Instructions for the task: Among the records, find the lines that hold the string "paths" and return them.
________________
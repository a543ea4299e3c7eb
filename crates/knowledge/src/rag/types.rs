//! RAG response types.

use serde::{Deserialize, Serialize};

/// One retrieved chunk as it appears in the context.
#[derive(Debug, Clone, PartialEq, Eq, Serialize, Deserialize)]
pub struct ContextChunk {
    /// Source of the chunk, shown in the header line
    pub source: String,

    /// Chunk text, ending in the truncation marker when cut
    pub content: String,

    /// Whether `content` was shortened
    pub truncated: bool,
}

impl ContextChunk {
    /// Header line prepended to the content.
    pub fn header(&self) -> String {
        format!("[{}]\n", self.source)
    }

    /// Header plus content, as sent to the model.
    pub fn decorated(&self) -> String {
        format!("{}{}", self.header(), self.content)
    }

    /// Byte length of [`decorated`](Self::decorated).
    pub fn decorated_len(&self) -> usize {
        self.source.len() + "[]\n".len() + self.content.len()
    }
}

/// Context assembled for one question.
#[derive(Debug, Clone, Default, PartialEq, Eq, Serialize, Deserialize)]
pub struct AssembledContext {
    /// Included chunks in ranked order
    pub chunks: Vec<ContextChunk>,

    /// Sum of the decorated chunk lengths in bytes
    pub total_chars: usize,
}

impl AssembledContext {
    pub fn is_empty(&self) -> bool {
        self.chunks.is_empty()
    }

    /// Decorated chunks in ranked order.
    pub fn decorated_chunks(&self) -> Vec<String> {
        self.chunks.iter().map(ContextChunk::decorated).collect()
    }

    /// Distinct sources in ranked order.
    pub fn sources(&self) -> Vec<String> {
        let mut sources: Vec<String> = Vec::new();
        for chunk in &self.chunks {
            if !sources.contains(&chunk.source) {
                sources.push(chunk.source.clone());
            }
        }
        sources
    }
}

/// Answer produced by the retrieval engine.
#[derive(Debug, Clone, PartialEq, Eq, Serialize, Deserialize)]
pub struct RagAnswer {
    /// Generated answer text
    pub answer: String,

    /// Distinct sources of the context, best first
    pub sources: Vec<String>,

    /// Decorated context size in bytes
    pub context_chars: usize,

    /// Number of chunks in the context
    pub chunks_used: usize,
}

#[cfg(test)]
mod tests {
    use super::*;

    fn chunk(source: &str, content: &str) -> ContextChunk {
        ContextChunk {
            source: source.to_string(),
            content: content.to_string(),
            truncated: false,
        }
    }

    #[test]
    fn test_decoration() {
        let c = chunk("data/a.txt", "cats are mammals");
        assert_eq!(c.decorated(), "[data/a.txt]\ncats are mammals");
        assert_eq!(c.decorated_len(), c.decorated().len());
    }

    #[test]
    fn test_decorated_len_counts_bytes() {
        let c = chunk("données/été.txt", "café crème");
        assert_eq!(c.decorated_len(), c.decorated().len());
        assert_eq!(c.decorated_len(), "[données/été.txt]\ncafé crème".len());
    }

    #[test]
    fn test_sources_deduplicated_in_order() {
        let context = AssembledContext {
            chunks: vec![chunk("b.txt", "1"), chunk("a.txt", "2"), chunk("b.txt", "3")],
            total_chars: 0,
        };
        assert_eq!(context.sources(), vec!["b.txt", "a.txt"]);
    }

    #[test]
    fn test_answer_serialization() {
        let answer = RagAnswer {
            answer: "Yes.".to_string(),
            sources: vec!["a.txt".to_string()],
            context_chars: 20,
            chunks_used: 1,
        };
        let json = serde_json::to_value(&answer).unwrap();
        assert_eq!(json["chunks_used"], 1);
        assert_eq!(json["sources"][0], "a.txt");
    }
}
//! Save and load of the persisted index.

use super::{documents, index_in};
use crate::error::IoError;
use crate::types::{approx_eq, DEFAULT_TOLERANCE};
use std::fs;
use tempfile::TempDir;

#[test]
fn test_round_trip() {
    let temp = TempDir::new().unwrap();
    let mut index = index_in(&temp);
    index
        .build(
            documents(&["cats are mammals", "the sky is blue"]),
            vec![vec![0.25, -1.5, 3.0], vec![1e-7, 0.0, -0.5]],
        )
        .unwrap();
    index.save_to_disk().unwrap();

    let mut loaded = index_in(&temp);
    loaded.load_from_disk().unwrap();

    assert_eq!(loaded.len(), 2);
    assert_eq!(loaded.dimension(), 3);
    for (original, restored) in index.entries().iter().zip(loaded.entries()) {
        assert_eq!(original.document, restored.document);
        assert!(approx_eq(
            &original.embedding,
            &restored.embedding,
            DEFAULT_TOLERANCE
        ));
    }
}

#[test]
fn test_vector_file_layout() {
    let temp = TempDir::new().unwrap();
    let mut index = index_in(&temp);
    index
        .build(documents(&["a"]), vec![vec![1.0, 2.0]])
        .unwrap();
    index.save_to_disk().unwrap();

    let bytes = fs::read(&index.paths().vectors).unwrap();
    assert_eq!(&bytes[0..4], &1u32.to_le_bytes());
    assert_eq!(&bytes[4..8], &2u32.to_le_bytes());
    assert_eq!(&bytes[8..12], &1.0f32.to_le_bytes());
    assert_eq!(&bytes[12..16], &2.0f32.to_le_bytes());
    assert_eq!(bytes.len(), 16);

    let metadata: serde_json::Value =
        serde_json::from_slice(&fs::read(&index.paths().metadata).unwrap()).unwrap();
    assert_eq!(metadata[0]["id"], "doc-0");
    assert_eq!(metadata[0]["source"], "data/a.txt");
    assert_eq!(metadata[0]["content"], "a");
}

#[test]
fn test_count_mismatch() {
    let temp = TempDir::new().unwrap();
    let mut index = index_in(&temp);
    index
        .build(documents(&["a", "b"]), vec![vec![1.0], vec![2.0]])
        .unwrap();
    index.save_to_disk().unwrap();

    fs::write(
        &index.paths().metadata,
        r#"[{"id": "doc-0", "source": "data/a.txt", "content": "a"}]"#,
    )
    .unwrap();

    let mut loaded = index_in(&temp);
    let err = loaded.load_from_disk().unwrap_err();
    assert!(matches!(
        err,
        IoError::CountMismatch {
            metadata: 1,
            vectors: 2
        }
    ));
    assert!(loaded.is_empty());
}

#[test]
fn test_truncated_vector_file() {
    let temp = TempDir::new().unwrap();
    let mut index = index_in(&temp);
    index
        .build(documents(&["a", "b"]), vec![vec![1.0, 0.0], vec![0.0, 1.0]])
        .unwrap();
    index.save_to_disk().unwrap();

    let bytes = fs::read(&index.paths().vectors).unwrap();
    fs::write(&index.paths().vectors, &bytes[..bytes.len() - 3]).unwrap();

    let mut loaded = index_in(&temp);
    assert!(matches!(
        loaded.load_from_disk(),
        Err(IoError::Corrupt { .. })
    ));
    assert!(loaded.is_empty());
    assert_eq!(loaded.dimension(), 0);
}

#[test]
fn test_zero_dimension_header_rejected() {
    let temp = TempDir::new().unwrap();
    let index = index_in(&temp);
    fs::create_dir_all(temp.path().join("artifacts")).unwrap();

    let mut bytes = Vec::new();
    bytes.extend_from_slice(&2u32.to_le_bytes());
    bytes.extend_from_slice(&0u32.to_le_bytes());
    fs::write(&index.paths().vectors, bytes).unwrap();
    fs::write(&index.paths().metadata, "[]").unwrap();

    let mut loaded = index_in(&temp);
    assert!(matches!(
        loaded.load_from_disk(),
        Err(IoError::Corrupt { .. })
    ));
}

#[test]
fn test_empty_index_files_rejected() {
    let temp = TempDir::new().unwrap();
    let index = index_in(&temp);
    fs::create_dir_all(temp.path().join("artifacts")).unwrap();

    let mut bytes = Vec::new();
    bytes.extend_from_slice(&0u32.to_le_bytes());
    bytes.extend_from_slice(&0u32.to_le_bytes());
    fs::write(&index.paths().vectors, bytes).unwrap();
    fs::write(&index.paths().metadata, "[]").unwrap();

    let mut loaded = index_in(&temp);
    assert!(matches!(
        loaded.load_from_disk(),
        Err(IoError::Corrupt { .. })
    ));
    assert!(loaded.is_empty());
    assert_eq!(loaded.dimension(), 0);
}

#[test]
fn test_missing_files() {
    let temp = TempDir::new().unwrap();
    let mut index = index_in(&temp);
    assert!(!index.exists_on_disk());
    assert!(matches!(
        index.load_from_disk(),
        Err(IoError::OpenFailed { .. })
    ));
}

#[test]
fn test_invalid_metadata_json() {
    let temp = TempDir::new().unwrap();
    let mut index = index_in(&temp);
    index.build(documents(&["a"]), vec![vec![1.0]]).unwrap();
    index.save_to_disk().unwrap();
    fs::write(&index.paths().metadata, "not json").unwrap();

    let mut loaded = index_in(&temp);
    assert!(matches!(
        loaded.load_from_disk(),
        Err(IoError::Corrupt { .. })
    ));
}

#[test]
fn test_load_replaces_previous_contents() {
    let temp = TempDir::new().unwrap();
    let mut index = index_in(&temp);
    index.build(documents(&["a"]), vec![vec![1.0]]).unwrap();
    index.save_to_disk().unwrap();

    let mut other = index_in(&temp);
    other
        .build(documents(&["x", "y"]), vec![vec![1.0, 0.0], vec![0.0, 1.0]])
        .unwrap();
    other.load_from_disk().unwrap();

    assert_eq!(other.len(), 1);
    assert_eq!(other.dimension(), 1);
    assert_eq!(other.entries()[0].document.content, "a");
}

#[test]
fn test_no_temp_files_left_behind() {
    let temp = TempDir::new().unwrap();
    let mut index = index_in(&temp);
    index.build(documents(&["a"]), vec![vec![1.0]]).unwrap();
    index.save_to_disk().unwrap();

    let names: Vec<String> = fs::read_dir(temp.path().join("artifacts"))
        .unwrap()
        .map(|e| e.unwrap().file_name().to_string_lossy().into_owned())
        .collect();
    assert_eq!(names.len(), 2);
    assert!(names.iter().all(|n| !n.ends_with(".tmp")));
}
________________
Result:
    let bytes = fs::read(&index.paths().vectors).unwrap();
        serde_json::from_slice(&fs::read(&index.paths().metadata).unwrap()).unwrap();
        &index.paths().metadata,
    let bytes = fs::read(&index.paths().vectors).unwrap();
    fs::write(&index.paths().vectors, &bytes[..bytes.len() - 3]).unwrap();
    fs::write(&index.paths().vectors, bytes).unwrap();
    fs::write(&index.paths().metadata, "[]").unwrap();
    fs::write(&index.paths().vectors, bytes).unwrap();
    fs::write(&index.paths().metadata, "[]").unwrap();
    fs::write(&index.paths().metadata, "not json").unwrap();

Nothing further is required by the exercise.